Bu durumu aşağıdaki şekilde görebiliyoruz. Bu şekilde TLM1 değişkeni, M1'den vadesiz döviz mevduatı çıkarıldıktan sonra geriye kalan TL cinsinden M1'dir. Benzer şekilde TLM2, M2'den vadeli döviz mevduatı çıkarıldıktan sonra geriye kalan M2'dir. Bu nedenle adları TLM1 ve TLM2'dir. Enflasyon da TÜFE enflasyonudur.
Birkaç noktayı belirtelim.
- Benzer bir ilişki M2 ve TLM2 değişmeleri ile TÜFE enflasyonu arasında da vardır. Yani bu ilişki de zayıftır.
- M1 ile TLM1 değişmeleri arasındaki ilişki yüksektir. Aynı biçimde, M2 ve TLM2 değişmeleri arasında da ilişki yüksektir. Bu ilişkilerde TLM1 ve TLM2 değişmeleri önden gelmekte ve M1 ve M2'yi etkilemektedir.
- a) Bunun bir nedeni, TL mevduatlardan döviz mevduatlara, enflasyon beklentileri ve faiz oranları ile şekillenen, geçişler olabilir.
- b) Bir başka neden, enflasyon ile TCMB'nin gecikmeli para yaratma zorunluluğu olabilir. Diğer bir ifade ile, TCMB, gecikmeli içsel para yaratıyor olabilir.
- Aradaki zayıf ilişki TÜFE enflasyonunun hatalı ölçülmesinden kaynaklanıyor olabilir. Varasayıyoruz ki, parasal değişkenler doğru olarak ölçülüp yayınlanmaktadır.
- Ancak para değişmesi ve enflasyon arasındaki zayıf ilişki evrenseldir ve şaşrtıcı değildir.
İlginç bir soru şudur; TLM1 değişmeleri ile kur değişmeleri arasında nasıl bir ilişki vardır? Bu soruyu aşağıdaki şekil yardımı ile yanıtlıyoruz. Bu şekilde TLM1 değişmesi ile efektif kur değişmesi yer alıyor. Efektif kur yüzde 50 dolar, yüzde 50 euro ile oluşturulmuştur.
Şekilde şu görülüyor; 2012 yılına kadar iki değişken arasında belirgin bir ilişki yok; bazen artı işaretli, bazen eksi işaretli bir ilişki var. Ancak 2012 sonrasında, özellikle 2017'den itibaren TLM1 değiştikten bir süre sonra kurda da aynı yönde değişme oluyor. Belirtelim, benzer bir ilişki TLM2 değişmesi ile kur değişmesi arasında da var, ancak daha zayıf.
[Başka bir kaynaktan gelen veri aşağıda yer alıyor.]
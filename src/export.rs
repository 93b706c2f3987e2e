//! Render a completed analysis result as a CSV table or a standalone HTML
//! report. Pure presentation over the already-computed matrix.

use chrono::{DateTime, Utc};
use url::Url;

use crate::matrix::MatrixSummary;
use crate::types::AnalysisResult;

/// Supported export formats.
#[derive(Debug, Clone, Copy, PartialEq, Eq)]
pub enum ExportFormat {
    Csv,
    Html,
}

impl ExportFormat {
    pub fn parse(s: &str) -> Option<Self> {
        match s.trim().to_ascii_lowercase().as_str() {
            "csv" => Some(ExportFormat::Csv),
            "html" | "report" => Some(ExportFormat::Html),
            _ => None,
        }
    }

    pub fn extension(&self) -> &'static str {
        match self {
            ExportFormat::Csv => "csv",
            ExportFormat::Html => "html",
        }
    }

    pub fn content_type(&self) -> &'static str {
        match self {
            ExportFormat::Csv => "text/csv; charset=utf-8",
            ExportFormat::Html => "text/html; charset=utf-8",
        }
    }
}

/// Render the export artifact in the requested format.
pub fn render(result: &AnalysisResult, format: ExportFormat, generated_at: DateTime<Utc>) -> String {
    match format {
        ExportFormat::Csv => matrix_csv(result),
        ExportFormat::Html => report_html(result, generated_at),
    }
}

/// Hostname of a site URL, for column headers. Falls back to the raw URL.
pub fn host_of(url: &str) -> String {
    Url::parse(url)
        .ok()
        .and_then(|u| u.host_str().map(str::to_string))
        .unwrap_or_else(|| url.to_string())
}

/// CSV export: `Page,Feature,<hostA>,<hostB>` header, one row per matrix
/// entry in matrix order, `O`/`X` presence markers.
pub fn matrix_csv(result: &AnalysisResult) -> String {
    let mut out = String::new();
    write_csv_row(
        &mut out,
        &[
            "Page",
            "Feature",
            &host_of(&result.site_a.url),
            &host_of(&result.site_b.url),
        ],
    );
    for entry in result.feature_matrix.entries() {
        write_csv_row(
            &mut out,
            &[
                entry.page.display_name(),
                entry.feature.display_name(),
                if entry.site_a { "O" } else { "X" },
                if entry.site_b { "O" } else { "X" },
            ],
        );
    }
    out
}

fn needs_quotes(field: &str) -> bool {
    field.contains(',') || field.contains('"') || field.contains('\n') || field.contains('\r')
}

fn write_csv_row(out: &mut String, row: &[&str]) {
    for (i, cell) in row.iter().enumerate() {
        if i > 0 {
            out.push(',');
        }
        if needs_quotes(cell) {
            out.push('"');
            out.push_str(&cell.replace('"', "\"\""));
            out.push('"');
        } else {
            out.push_str(cell);
        }
    }
    out.push('\n');
}

fn html_escape(s: &str) -> String {
    s.replace('&', "&amp;")
        .replace('<', "&lt;")
        .replace('>', "&gt;")
        .replace('"', "&quot;")
}

/// Standalone HTML report: compared sites, the matrix table, and the derived
/// per-site summary.
pub fn report_html(result: &AnalysisResult, generated_at: DateTime<Utc>) -> String {
    let host_a = html_escape(&host_of(&result.site_a.url));
    let host_b = html_escape(&host_of(&result.site_b.url));
    let summary = MatrixSummary::from_matrix(&result.feature_matrix);

    let mut rows = String::new();
    for entry in result.feature_matrix.entries() {
        let mark = |present: bool| {
            if present {
                "<td class=\"yes\">Yes</td>"
            } else {
                "<td class=\"no\">No</td>"
            }
        };
        rows.push_str(&format!(
            "      <tr><td>{}</td><td>{}</td>{}{}</tr>\n",
            entry.page.display_name(),
            entry.feature.display_name(),
            mark(entry.site_a),
            mark(entry.site_b),
        ));
    }

    let list = |keys: &[String]| -> String {
        if keys.is_empty() {
            "<li><em>none</em></li>".to_string()
        } else {
            keys.iter()
                .map(|k| format!("<li>{}</li>", html_escape(k)))
                .collect::<Vec<_>>()
                .join("")
        }
    };

    format!(
        r#"<!DOCTYPE html>
<html lang="en">
<head>
  <meta charset="utf-8">
  <title>Competitor Feature Comparison Report</title>
  <style>
    body {{ font-family: sans-serif; margin: 2rem; color: #222; }}
    table {{ border-collapse: collapse; margin: 1rem 0; }}
    th, td {{ border: 1px solid #ccc; padding: 6px 12px; text-align: left; }}
    th {{ background: #f0f0f0; }}
    tr:nth-child(even) {{ background: #f9f9f9; }}
    td.yes {{ color: #28a745; }}
    td.no {{ color: #dc3545; }}
  </style>
</head>
<body>
  <h1>Competitor Feature Comparison Report</h1>
  <p>Generated: {generated}</p>
  <h2>Compared Websites</h2>
  <p>Site A: {host_a} ({url_a})<br>Site B: {host_b} ({url_b})</p>
  <h2>Feature Comparison Matrix</h2>
  <table>
    <thead>
      <tr><th>Page</th><th>Feature</th><th>{host_a}</th><th>{host_b}</th></tr>
    </thead>
    <tbody>
{rows}    </tbody>
  </table>
  <h2>Summary</h2>
  <p>{host_a}: {count_a} features detected<br>{host_b}: {count_b} features detected</p>
  <h3>Common to both</h3>
  <ul>{common}</ul>
  <h3>Only {host_a}</h3>
  <ul>{unique_a}</ul>
  <h3>Only {host_b}</h3>
  <ul>{unique_b}</ul>
</body>
</html>
"#,
        generated = generated_at.format("%Y-%m-%d %H:%M UTC"),
        url_a = html_escape(&result.site_a.url),
        url_b = html_escape(&result.site_b.url),
        count_a = summary.site_a_count,
        count_b = summary.site_b_count,
        common = list(&summary.common),
        unique_a = list(&summary.unique_to_a),
        unique_b = list(&summary.unique_to_b),
    )
}

/// Artifact file name for a job export.
pub fn artifact_filename(job_id: &str, format: ExportFormat) -> String {
    format!(
        "analysis_{}_{}.{}",
        job_id,
        Utc::now().timestamp_millis(),
        format.extension()
    )
}

#[cfg(test)]
mod tests {
    use super::*;
    use crate::matrix::reconcile;
    use crate::types::{FeatureKey, PageId, SiteAnalysis};
    use std::collections::BTreeMap;

    fn result() -> AnalysisResult {
        let mut page_a = BTreeMap::new();
        page_a.insert(FeatureKey::Cart, true);
        page_a.insert(FeatureKey::SearchBar, false);
        let mut features_a = BTreeMap::new();
        features_a.insert(PageId::Home, page_a);

        let mut page_b = BTreeMap::new();
        page_b.insert(FeatureKey::Cart, false);
        page_b.insert(FeatureKey::SearchBar, true);
        let mut features_b = BTreeMap::new();
        features_b.insert(PageId::Home, page_b);

        AnalysisResult {
            feature_matrix: reconcile(&features_a, &features_b),
            site_a: SiteAnalysis {
                url: "https://shop-a.example/".to_string(),
                screenshots: BTreeMap::new(),
                features: features_a,
            },
            site_b: SiteAnalysis {
                url: "https://shop-b.example/".to_string(),
                screenshots: BTreeMap::new(),
                features: features_b,
            },
        }
    }

    #[test]
    fn csv_has_header_and_one_row_per_entry() {
        let csv = matrix_csv(&result());
        let lines: Vec<&str> = csv.lines().collect();
        assert_eq!(lines.len(), 3);
        assert_eq!(lines[0], "Page,Feature,shop-a.example,shop-b.example");
        assert_eq!(lines[1], "Homepage,Search Function,X,O");
        assert_eq!(lines[2], "Homepage,Shopping Cart,O,X");
    }

    #[test]
    fn csv_quotes_fields_with_commas() {
        let mut out = String::new();
        write_csv_row(&mut out, &["a,b", "plain", "say \"hi\""]);
        assert_eq!(out, "\"a,b\",plain,\"say \"\"hi\"\"\"\n");
    }

    #[test]
    fn html_report_contains_matrix_and_summary() {
        let html = report_html(&result(), Utc::now());
        assert!(html.contains("shop-a.example"));
        assert!(html.contains("Shopping Cart"));
        assert!(html.contains("home_searchBar")); // unique to B
        assert!(html.contains("<em>none</em>")); // nothing common
    }

    #[test]
    fn format_parsing() {
        assert_eq!(ExportFormat::parse("csv"), Some(ExportFormat::Csv));
        assert_eq!(ExportFormat::parse("HTML"), Some(ExportFormat::Html));
        assert_eq!(ExportFormat::parse("pdf"), None);
    }

    #[test]
    fn host_falls_back_to_raw_input() {
        assert_eq!(host_of("https://shop-a.example/x"), "shop-a.example");
        assert_eq!(host_of("not a url"), "not a url");
    }
}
Buradan şu sonuca varıyoruz; 2017'den itibaren gevşek para politikası ile TL yaratıldıkça, özellikle faiz baskılandıkça, önceki şekil ile de ifade ettiğimiz gibi, dövize talep artmaktadır. Böylece M1 ve M2 yükselmektedir. Bu talep doğal olarak kurları arttırmaktadır.
Bu beklenen bir sonuçtur.
Kaynakça
Uygur, Ercan (2001), “Enflasyon, Para ve Mali Baskı: İktisat Politikasında Geri
Kalmışlık”, İktisat, İşletme ve Finans, Yıl 16, Sayı 189, Aralık.